Is there another way to fix this without having to do that every time?

I have a couple Z-Wave devices on the same USB stick and they come online fine… If that matters…

zigbee.log (43.3 KB)

See attached zigbee logs

It seems to be sending and receiving, but has a lot of Unhandled EZSP Frame entries…

And here’s my coordinator definition:

Thing zigbee:coordinator_ember:stick1 “Zigbee USB Stick” [zigbee_port=“/dev/ttyUSB1”, zigbee_baud=“57600”, zigbee_flowcontrol=2]

I bound the items inside paper ui though. (maybe related?)

You don’t say what version you are using? Is it quite old (I think so from the log)? If so, I would recommend using a newer snapshot for starters.

@chris, will the libraries in the OH snapshots be getting updated to 1.1.11? Both the OH snapshot and library release are at 1.1.6. I’ve find 1.1.11 much more stable, but as reported, the binding is still crashing at least once a day.

No - in the coming days we plan to bump this to the latest release which is 1.2.0. I’m in the US over the next week, but hopefully it will still get done this week.

Note that 1.2 is NOT compatible with the current binding so don’t try and use it yet.

1 Like

I dont see the binding crashing, (using 2.5 dated 20190420 and lib 1.11). I just see quite alot of instability. Even without reboot/restart of OH, devices are dropping out of nowhere.

Last night I started all over with my Zigbee devices. Re-added everything including the coordinator. I also managed to get the Xiaomi Aqara window/door added (with just a switch channel) with quite alot of struggle.
Few hours later, first the Aqara dropped to offline.
Abit later, my Osram Plug went offline
And a few minutes ago, the Trust motion sensor went offline.
Hue Dimmer switch and Hue motion sensor is still running. But if everything goes as it use to, these will change to offline as well within the next day. And at last the coordinator will go offline, making it impossible to get back online without remove and re-add it, which result in a new device, and therefore I have to change all my items as well.

Whats worrying is, this happens even without doing anything. They simply turn to offline out of nowhere!!

This is what I typical see with the zigbee devices. And Im close to give up… It´s simple too much hassle even trying to investigate issues like this, specially when I also has to deal with the serial driver issues in between, breaking the connection to the zigbee sniffer a well. There has to be at least some stability to even do decent investigation.
Normally I like to investigate issues, but this has become a nightmare, to be honest! :frowning:

EDIT -
Just as I wrote the above, the Aqara sensor went ONLINE in PaperUI. But it still doesn´t respond.
But the Hue Dimmer Switch is no longer responding. (it worked a few minutes ago). It´s still reported ONLINE though…

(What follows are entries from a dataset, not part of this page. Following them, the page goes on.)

//! Key decoding
//!
//! Turns the backend's raw byte stream into [`KeyCode`]s. A carriage return
//! is reported as a newline, and a lead byte (`0x00` or `0xE0`) followed by
//! a scan code becomes one of the arrow sentinels.

use tracing::debug;

use crate::backend::{scan, Backend, ReadMode};
use crate::core::session::TerminalSession;
use crate::error::Result;

/// A decoded key
#[derive(Clone, Copy, Debug, PartialEq, Eq, Hash)]
pub enum KeyCode {
    /// A literal character byte
    Char(u8),
    ArrowUp,
    ArrowDown,
    ArrowLeft,
    ArrowRight,
    /// Nothing pending; only returned by non-blocking reads
    NoKey,
}

impl KeyCode {
    pub const NEWLINE: KeyCode = KeyCode::Char(b'\n');

    /// The literal character, if this key has one
    pub fn as_char(self) -> Option<char> {
        match self {
            KeyCode::Char(byte) => Some(char::from(byte)),
            _ => None,
        }
    }

    /// BS or DEL
    pub fn is_backspace(self) -> bool {
        matches!(self, KeyCode::Char(0x08) | KeyCode::Char(0x7F))
    }
}

/// Decode the scan code that follows an extended lead byte.
///
/// Each arrow accepts both its keypad code and its ANSI final byte. Anything
/// else has no meaning here and yields `None`.
pub fn decode_extended(code: u8) -> Option<KeyCode> {
    match code {
        scan::UP | scan::UP_ANSI => Some(KeyCode::ArrowUp),
        scan::DOWN | scan::DOWN_ANSI => Some(KeyCode::ArrowDown),
        scan::RIGHT | scan::RIGHT_ANSI => Some(KeyCode::ArrowRight),
        scan::LEFT | scan::LEFT_ANSI => Some(KeyCode::ArrowLeft),
        _ => None,
    }
}

/// Translate a plain (non-lead) byte.
pub fn translate(byte: u8) -> KeyCode {
    match byte {
        b'\r' => KeyCode::NEWLINE,
        other => KeyCode::Char(other),
    }
}

/// Key reader bound to a terminal session
pub struct KeyDecoder<B: Backend> {
    session: TerminalSession<B>,
}

impl<B: Backend> KeyDecoder<B> {
    pub fn new(session: TerminalSession<B>) -> Self {
        Self { session }
    }

    pub fn session(&self) -> &TerminalSession<B> {
        &self.session
    }

    /// Read and decode at most one key.
    fn read_key(&self, mode: ReadMode) -> Result<KeyCode> {
        let Some(byte) = self.session.read_raw_key(mode)? else {
            return Ok(KeyCode::NoKey);
        };

        if !scan::is_lead(byte) {
            return Ok(translate(byte));
        }

        // The scan code is delivered together with its lead
        let Some(code) = self.session.read_raw_key(ReadMode::Wait)? else {
            return Ok(KeyCode::NoKey);
        };
        match decode_extended(code) {
            Some(key) => Ok(key),
            None => {
                debug!("Discarding extended key {:#04x} {:#04x}", byte, code);
                Ok(KeyCode::NoKey)
            }
        }
    }

    /// Return the next key, or [`KeyCode::NoKey`] if nothing is pending.
    pub fn poll_key(&self) -> Result<KeyCode> {
        self.read_key(ReadMode::Poll)
    }

    /// Block until a key arrives. Never returns [`KeyCode::NoKey`].
    pub fn wait_key(&self) -> Result<KeyCode> {
        loop {
            let key = self.read_key(ReadMode::Wait)?;
            if key != KeyCode::NoKey {
                return Ok(key);
            }
        }
    }

    /// Throw away everything already typed.
    pub fn drain(&self) -> Result<()> {
        while self.session.read_raw_key(ReadMode::Poll)?.is_some() {}
        Ok(())
    }

    /// Drain stale input, then block for a fresh key.
    pub fn wait_new_key(&self) -> Result<KeyCode> {
        self.drain()?;
        self.wait_key()
    }

    /// Block, discarding other keys, until `target` is pressed.
    ///
    /// There is no timeout.
    ///
    /// # Panics
    ///
    /// Panics if `target` is [`KeyCode::NoKey`], which can never be pressed.
    pub fn wait_key_until(&self, target: KeyCode) -> Result<()> {
        assert!(target != KeyCode::NoKey, "cannot wait for NoKey");
        while self.wait_key()? != target {}
        Ok(())
    }

    /// Block for a key and write its character to the screen.
    ///
    /// Keys without a character (arrows) are returned but not echoed.
    pub fn echo_key(&self) -> Result<KeyCode> {
        let key = self.wait_key()?;
        if let Some(ch) = key.as_char() {
            self.session.write_char(ch)?;
        }
        Ok(key)
    }

    /// Prompt and wait for any key, ignoring anything typed beforehand.
    pub fn pause(&self) -> Result<()> {
        self.drain()?;
        self.session.write("Press any key to continue . . .")?;
        self.wait_key()?;
        self.session.write("\n")
    }
}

For me, the coordinator says it’s online but no devices are responding. Do you see these warnings in the log? I ugraded OH and the binding today. Zigbee went from wonderfully stable to having to restart once a day around the time the binding was migrated to the new build system. I’m also on Ember (HUSBZB-1). I haven’t yet tried going back to an older version, but I don’t think I can wait for 1.2.

1.1.6 is what the cli listed. I used the upgrade script here: https://github.com/openhab-5iver/openHAB-utils to install the 1.1.11 snapshot.

Attached are the new logs from openhab startup.

The things still seem unresponsive though.

startup.log (210.0 KB)

How have you configured the child aging?

This is a router, so really shouldn’t drop off the network - maybe it’s close to being out of range, or there is interference…

This is normal if the device stops responding isn’t it? Of course, the big question is why it is not able to be contacted, but if it does stop responding, it should be marked offline.

What do you mean “it doesn’t respond”? It’s a sensor - it doesn’t do anything that requires a response does it?

Possibly there are issues relating to your system configuration. We run many (many!) thousands of instances of this code - not with OH, but other systems - all running Ember and the same ZSS library etc, and all work pretty well.

Possibly there is some sort of serial issue - as I said on github, the error is related to invalid data getting to the NCP. The code hasn’t changed for a long time, so I don’t think it’s an issue with the libraries directly at least.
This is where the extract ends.